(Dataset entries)
+-------+
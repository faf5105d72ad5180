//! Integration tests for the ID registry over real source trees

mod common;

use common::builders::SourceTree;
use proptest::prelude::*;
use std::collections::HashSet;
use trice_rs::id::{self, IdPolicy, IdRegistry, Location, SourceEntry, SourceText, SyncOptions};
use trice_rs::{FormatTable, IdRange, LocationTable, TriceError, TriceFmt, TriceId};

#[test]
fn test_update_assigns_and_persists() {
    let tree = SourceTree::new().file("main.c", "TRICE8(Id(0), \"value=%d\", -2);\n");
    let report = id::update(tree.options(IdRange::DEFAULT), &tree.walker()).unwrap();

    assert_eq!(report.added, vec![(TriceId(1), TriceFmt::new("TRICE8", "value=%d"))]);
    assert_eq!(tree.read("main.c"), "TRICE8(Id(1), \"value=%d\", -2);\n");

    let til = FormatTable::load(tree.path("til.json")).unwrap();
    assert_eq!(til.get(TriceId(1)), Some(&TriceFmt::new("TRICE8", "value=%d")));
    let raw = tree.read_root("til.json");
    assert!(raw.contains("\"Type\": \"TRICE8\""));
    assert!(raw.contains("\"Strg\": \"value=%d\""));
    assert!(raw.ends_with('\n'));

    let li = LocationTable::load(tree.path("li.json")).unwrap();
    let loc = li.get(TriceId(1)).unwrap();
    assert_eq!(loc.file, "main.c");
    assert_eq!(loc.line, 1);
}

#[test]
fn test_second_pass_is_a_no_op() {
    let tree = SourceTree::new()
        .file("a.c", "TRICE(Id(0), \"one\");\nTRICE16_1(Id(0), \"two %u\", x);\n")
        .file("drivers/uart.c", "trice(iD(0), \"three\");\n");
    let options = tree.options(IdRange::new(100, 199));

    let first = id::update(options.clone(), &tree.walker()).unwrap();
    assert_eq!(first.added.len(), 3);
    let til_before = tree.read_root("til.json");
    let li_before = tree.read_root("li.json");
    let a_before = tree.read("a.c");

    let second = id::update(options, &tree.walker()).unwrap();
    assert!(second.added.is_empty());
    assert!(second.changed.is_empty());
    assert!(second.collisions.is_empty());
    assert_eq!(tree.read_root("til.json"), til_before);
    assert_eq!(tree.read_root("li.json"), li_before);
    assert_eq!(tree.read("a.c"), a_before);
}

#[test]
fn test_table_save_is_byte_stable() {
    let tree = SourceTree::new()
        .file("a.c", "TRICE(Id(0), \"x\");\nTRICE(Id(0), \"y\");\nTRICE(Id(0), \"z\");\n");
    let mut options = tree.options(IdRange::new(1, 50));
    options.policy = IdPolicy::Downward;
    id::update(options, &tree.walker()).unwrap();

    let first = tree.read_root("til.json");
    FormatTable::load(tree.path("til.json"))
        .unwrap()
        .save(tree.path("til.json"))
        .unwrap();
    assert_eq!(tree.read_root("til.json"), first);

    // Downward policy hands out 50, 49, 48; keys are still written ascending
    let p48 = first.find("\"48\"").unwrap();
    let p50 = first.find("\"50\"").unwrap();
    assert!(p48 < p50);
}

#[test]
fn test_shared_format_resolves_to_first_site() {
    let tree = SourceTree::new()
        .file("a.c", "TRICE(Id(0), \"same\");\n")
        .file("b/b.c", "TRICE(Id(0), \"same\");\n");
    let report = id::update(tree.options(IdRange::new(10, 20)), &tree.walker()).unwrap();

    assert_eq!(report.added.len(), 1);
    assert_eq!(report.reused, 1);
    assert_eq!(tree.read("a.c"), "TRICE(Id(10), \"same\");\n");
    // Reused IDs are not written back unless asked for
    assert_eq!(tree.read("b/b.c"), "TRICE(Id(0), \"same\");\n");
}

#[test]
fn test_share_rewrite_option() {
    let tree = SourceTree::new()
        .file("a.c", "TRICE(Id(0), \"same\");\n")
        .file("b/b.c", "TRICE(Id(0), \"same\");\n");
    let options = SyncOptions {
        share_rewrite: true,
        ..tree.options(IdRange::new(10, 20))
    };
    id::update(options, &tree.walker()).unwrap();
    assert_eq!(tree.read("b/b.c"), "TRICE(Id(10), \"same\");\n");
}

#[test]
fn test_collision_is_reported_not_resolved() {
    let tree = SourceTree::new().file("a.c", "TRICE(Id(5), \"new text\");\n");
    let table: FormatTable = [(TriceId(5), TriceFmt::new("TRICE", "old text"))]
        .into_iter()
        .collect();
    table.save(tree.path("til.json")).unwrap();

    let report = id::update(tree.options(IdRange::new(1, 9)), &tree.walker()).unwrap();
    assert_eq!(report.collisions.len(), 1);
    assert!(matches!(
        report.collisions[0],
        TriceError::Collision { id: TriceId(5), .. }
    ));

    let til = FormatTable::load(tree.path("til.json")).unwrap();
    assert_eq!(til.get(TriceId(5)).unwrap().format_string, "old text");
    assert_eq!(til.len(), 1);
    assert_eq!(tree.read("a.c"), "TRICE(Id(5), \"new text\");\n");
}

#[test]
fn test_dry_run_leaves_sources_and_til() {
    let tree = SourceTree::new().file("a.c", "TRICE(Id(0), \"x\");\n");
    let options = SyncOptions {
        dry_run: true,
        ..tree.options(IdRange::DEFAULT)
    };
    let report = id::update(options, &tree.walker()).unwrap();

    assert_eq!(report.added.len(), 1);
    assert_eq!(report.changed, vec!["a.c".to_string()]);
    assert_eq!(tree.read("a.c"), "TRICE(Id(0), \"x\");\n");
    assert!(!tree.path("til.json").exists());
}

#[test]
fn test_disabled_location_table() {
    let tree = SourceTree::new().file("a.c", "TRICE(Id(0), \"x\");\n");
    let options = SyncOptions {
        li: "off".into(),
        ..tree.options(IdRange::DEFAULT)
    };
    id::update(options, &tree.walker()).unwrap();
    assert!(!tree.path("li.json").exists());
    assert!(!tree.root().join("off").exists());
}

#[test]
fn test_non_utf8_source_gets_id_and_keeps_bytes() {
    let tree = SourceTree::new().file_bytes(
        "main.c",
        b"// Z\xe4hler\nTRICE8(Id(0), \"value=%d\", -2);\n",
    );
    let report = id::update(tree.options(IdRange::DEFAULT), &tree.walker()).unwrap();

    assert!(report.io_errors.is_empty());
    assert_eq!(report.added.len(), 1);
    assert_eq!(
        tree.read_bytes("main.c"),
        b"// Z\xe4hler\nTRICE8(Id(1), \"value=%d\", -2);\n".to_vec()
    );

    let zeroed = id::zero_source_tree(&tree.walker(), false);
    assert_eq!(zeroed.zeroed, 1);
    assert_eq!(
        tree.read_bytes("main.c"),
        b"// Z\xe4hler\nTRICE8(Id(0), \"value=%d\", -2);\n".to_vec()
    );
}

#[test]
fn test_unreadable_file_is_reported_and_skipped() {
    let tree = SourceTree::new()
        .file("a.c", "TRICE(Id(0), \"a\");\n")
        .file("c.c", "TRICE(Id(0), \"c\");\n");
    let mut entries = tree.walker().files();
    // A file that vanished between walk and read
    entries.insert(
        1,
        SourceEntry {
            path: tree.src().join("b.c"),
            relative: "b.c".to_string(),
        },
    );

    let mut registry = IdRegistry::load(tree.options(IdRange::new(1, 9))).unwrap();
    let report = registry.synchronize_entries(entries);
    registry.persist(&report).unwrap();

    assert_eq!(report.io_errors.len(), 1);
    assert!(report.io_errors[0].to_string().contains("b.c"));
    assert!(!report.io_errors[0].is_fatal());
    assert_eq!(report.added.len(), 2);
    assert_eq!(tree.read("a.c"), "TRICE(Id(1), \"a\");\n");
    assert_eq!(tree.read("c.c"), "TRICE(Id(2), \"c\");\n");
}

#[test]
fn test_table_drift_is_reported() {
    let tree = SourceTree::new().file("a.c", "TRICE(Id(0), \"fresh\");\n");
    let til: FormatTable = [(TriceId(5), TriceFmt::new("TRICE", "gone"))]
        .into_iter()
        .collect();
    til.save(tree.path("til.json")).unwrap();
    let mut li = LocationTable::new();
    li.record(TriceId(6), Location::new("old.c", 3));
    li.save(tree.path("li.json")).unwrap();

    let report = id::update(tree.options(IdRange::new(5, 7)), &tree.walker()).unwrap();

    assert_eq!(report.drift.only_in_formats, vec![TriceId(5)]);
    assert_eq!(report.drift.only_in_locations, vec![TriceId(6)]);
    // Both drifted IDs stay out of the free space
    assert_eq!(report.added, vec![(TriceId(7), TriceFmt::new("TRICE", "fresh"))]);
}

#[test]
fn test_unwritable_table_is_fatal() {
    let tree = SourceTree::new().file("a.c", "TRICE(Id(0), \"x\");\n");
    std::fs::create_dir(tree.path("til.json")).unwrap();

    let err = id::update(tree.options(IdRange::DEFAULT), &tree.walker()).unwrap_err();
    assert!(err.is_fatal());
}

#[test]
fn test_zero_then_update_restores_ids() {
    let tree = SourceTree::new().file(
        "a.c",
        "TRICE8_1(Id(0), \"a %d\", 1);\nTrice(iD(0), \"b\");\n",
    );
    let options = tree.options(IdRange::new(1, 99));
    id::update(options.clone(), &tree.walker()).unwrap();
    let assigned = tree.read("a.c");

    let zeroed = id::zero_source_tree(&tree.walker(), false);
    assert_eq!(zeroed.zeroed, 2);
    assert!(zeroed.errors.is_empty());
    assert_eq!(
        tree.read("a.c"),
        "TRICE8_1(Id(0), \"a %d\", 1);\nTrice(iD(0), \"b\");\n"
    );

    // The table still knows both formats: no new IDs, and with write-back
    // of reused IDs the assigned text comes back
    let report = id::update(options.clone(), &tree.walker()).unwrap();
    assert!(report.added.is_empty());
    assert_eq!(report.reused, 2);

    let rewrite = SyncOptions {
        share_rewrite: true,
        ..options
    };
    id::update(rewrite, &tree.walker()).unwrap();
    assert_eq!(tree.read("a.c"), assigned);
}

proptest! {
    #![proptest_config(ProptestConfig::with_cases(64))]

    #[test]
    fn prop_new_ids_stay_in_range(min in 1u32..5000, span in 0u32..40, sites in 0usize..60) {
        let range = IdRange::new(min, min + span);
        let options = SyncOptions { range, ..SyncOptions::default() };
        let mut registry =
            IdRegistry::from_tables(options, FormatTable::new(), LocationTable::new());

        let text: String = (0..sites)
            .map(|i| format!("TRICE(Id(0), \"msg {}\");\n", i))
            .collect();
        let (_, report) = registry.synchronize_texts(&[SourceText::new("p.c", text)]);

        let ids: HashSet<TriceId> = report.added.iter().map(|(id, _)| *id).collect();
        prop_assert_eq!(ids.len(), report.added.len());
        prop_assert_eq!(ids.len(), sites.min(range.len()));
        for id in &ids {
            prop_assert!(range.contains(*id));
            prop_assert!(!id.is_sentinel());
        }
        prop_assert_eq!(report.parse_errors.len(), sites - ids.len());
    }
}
+-------+
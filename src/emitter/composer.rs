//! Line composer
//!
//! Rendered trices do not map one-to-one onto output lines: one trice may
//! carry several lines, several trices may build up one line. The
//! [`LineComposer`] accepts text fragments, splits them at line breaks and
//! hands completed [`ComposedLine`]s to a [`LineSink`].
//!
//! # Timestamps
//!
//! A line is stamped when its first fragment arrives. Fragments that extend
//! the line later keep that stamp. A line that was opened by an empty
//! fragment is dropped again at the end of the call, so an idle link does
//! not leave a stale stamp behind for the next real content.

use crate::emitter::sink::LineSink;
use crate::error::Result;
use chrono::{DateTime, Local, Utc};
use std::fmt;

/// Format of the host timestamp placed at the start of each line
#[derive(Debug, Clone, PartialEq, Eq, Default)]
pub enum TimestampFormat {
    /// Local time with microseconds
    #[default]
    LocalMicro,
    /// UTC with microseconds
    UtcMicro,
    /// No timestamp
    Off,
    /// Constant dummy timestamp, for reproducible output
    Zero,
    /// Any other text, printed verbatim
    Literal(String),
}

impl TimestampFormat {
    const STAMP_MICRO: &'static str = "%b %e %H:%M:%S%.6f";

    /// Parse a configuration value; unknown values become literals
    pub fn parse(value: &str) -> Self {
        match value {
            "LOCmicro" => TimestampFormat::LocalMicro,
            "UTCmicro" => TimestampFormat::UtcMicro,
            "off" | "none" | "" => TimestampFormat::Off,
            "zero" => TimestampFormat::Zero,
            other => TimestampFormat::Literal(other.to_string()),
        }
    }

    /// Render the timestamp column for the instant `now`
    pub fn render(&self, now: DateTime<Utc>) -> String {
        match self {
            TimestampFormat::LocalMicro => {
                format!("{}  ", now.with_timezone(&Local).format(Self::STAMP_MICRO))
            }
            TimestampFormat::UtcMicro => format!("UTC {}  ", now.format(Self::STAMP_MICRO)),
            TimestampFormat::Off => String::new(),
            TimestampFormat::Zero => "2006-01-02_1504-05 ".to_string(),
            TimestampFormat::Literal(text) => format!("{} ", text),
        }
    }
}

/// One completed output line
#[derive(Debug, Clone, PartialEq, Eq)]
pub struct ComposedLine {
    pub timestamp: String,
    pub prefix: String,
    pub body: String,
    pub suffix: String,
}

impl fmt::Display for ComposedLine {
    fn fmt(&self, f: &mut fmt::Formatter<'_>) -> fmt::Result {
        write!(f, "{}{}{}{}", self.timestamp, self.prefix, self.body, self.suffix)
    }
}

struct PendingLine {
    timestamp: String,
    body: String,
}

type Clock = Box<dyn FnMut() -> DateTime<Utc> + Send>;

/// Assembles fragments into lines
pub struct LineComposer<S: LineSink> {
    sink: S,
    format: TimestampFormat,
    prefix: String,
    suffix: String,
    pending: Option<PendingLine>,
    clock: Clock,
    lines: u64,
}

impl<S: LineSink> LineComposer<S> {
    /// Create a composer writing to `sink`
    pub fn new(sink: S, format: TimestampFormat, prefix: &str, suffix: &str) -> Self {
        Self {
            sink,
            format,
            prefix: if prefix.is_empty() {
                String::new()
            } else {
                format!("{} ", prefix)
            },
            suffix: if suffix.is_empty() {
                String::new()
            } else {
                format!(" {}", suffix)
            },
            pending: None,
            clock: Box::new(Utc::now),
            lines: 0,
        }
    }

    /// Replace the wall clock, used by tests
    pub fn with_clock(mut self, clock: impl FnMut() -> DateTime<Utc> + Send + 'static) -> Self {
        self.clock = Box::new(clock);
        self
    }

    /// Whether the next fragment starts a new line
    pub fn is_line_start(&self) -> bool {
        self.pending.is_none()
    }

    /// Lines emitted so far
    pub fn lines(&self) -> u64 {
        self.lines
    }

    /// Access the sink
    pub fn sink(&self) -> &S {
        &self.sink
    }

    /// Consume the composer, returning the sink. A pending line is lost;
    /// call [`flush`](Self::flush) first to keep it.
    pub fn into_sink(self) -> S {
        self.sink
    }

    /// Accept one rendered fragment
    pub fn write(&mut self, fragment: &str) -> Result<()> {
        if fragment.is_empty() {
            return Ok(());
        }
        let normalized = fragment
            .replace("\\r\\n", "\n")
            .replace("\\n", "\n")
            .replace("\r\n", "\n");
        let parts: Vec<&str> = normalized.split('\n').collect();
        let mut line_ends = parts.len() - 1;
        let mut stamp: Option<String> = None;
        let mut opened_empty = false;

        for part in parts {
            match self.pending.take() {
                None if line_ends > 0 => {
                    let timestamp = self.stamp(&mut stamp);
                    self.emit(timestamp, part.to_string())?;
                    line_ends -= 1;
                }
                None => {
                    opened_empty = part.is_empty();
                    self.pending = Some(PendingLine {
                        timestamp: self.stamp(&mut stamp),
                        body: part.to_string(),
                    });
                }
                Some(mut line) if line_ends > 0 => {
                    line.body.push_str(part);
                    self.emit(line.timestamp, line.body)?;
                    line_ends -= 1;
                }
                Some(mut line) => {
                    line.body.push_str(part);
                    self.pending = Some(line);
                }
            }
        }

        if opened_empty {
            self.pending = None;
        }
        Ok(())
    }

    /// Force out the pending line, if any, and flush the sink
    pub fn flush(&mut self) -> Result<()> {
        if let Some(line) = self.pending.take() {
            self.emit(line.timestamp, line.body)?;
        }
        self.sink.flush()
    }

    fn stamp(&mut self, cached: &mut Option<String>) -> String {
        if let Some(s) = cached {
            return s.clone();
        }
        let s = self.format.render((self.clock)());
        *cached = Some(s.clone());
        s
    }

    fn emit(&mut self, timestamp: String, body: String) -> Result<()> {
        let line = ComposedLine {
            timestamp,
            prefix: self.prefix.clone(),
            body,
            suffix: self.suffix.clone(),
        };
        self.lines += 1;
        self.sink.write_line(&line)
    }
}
+-------+
TASK GOAL:
The expected answer is a copy of each line above containing "emitter".

REPLY:
filename src/emitter/composer.rs
use crate::emitter::sink::LineSink;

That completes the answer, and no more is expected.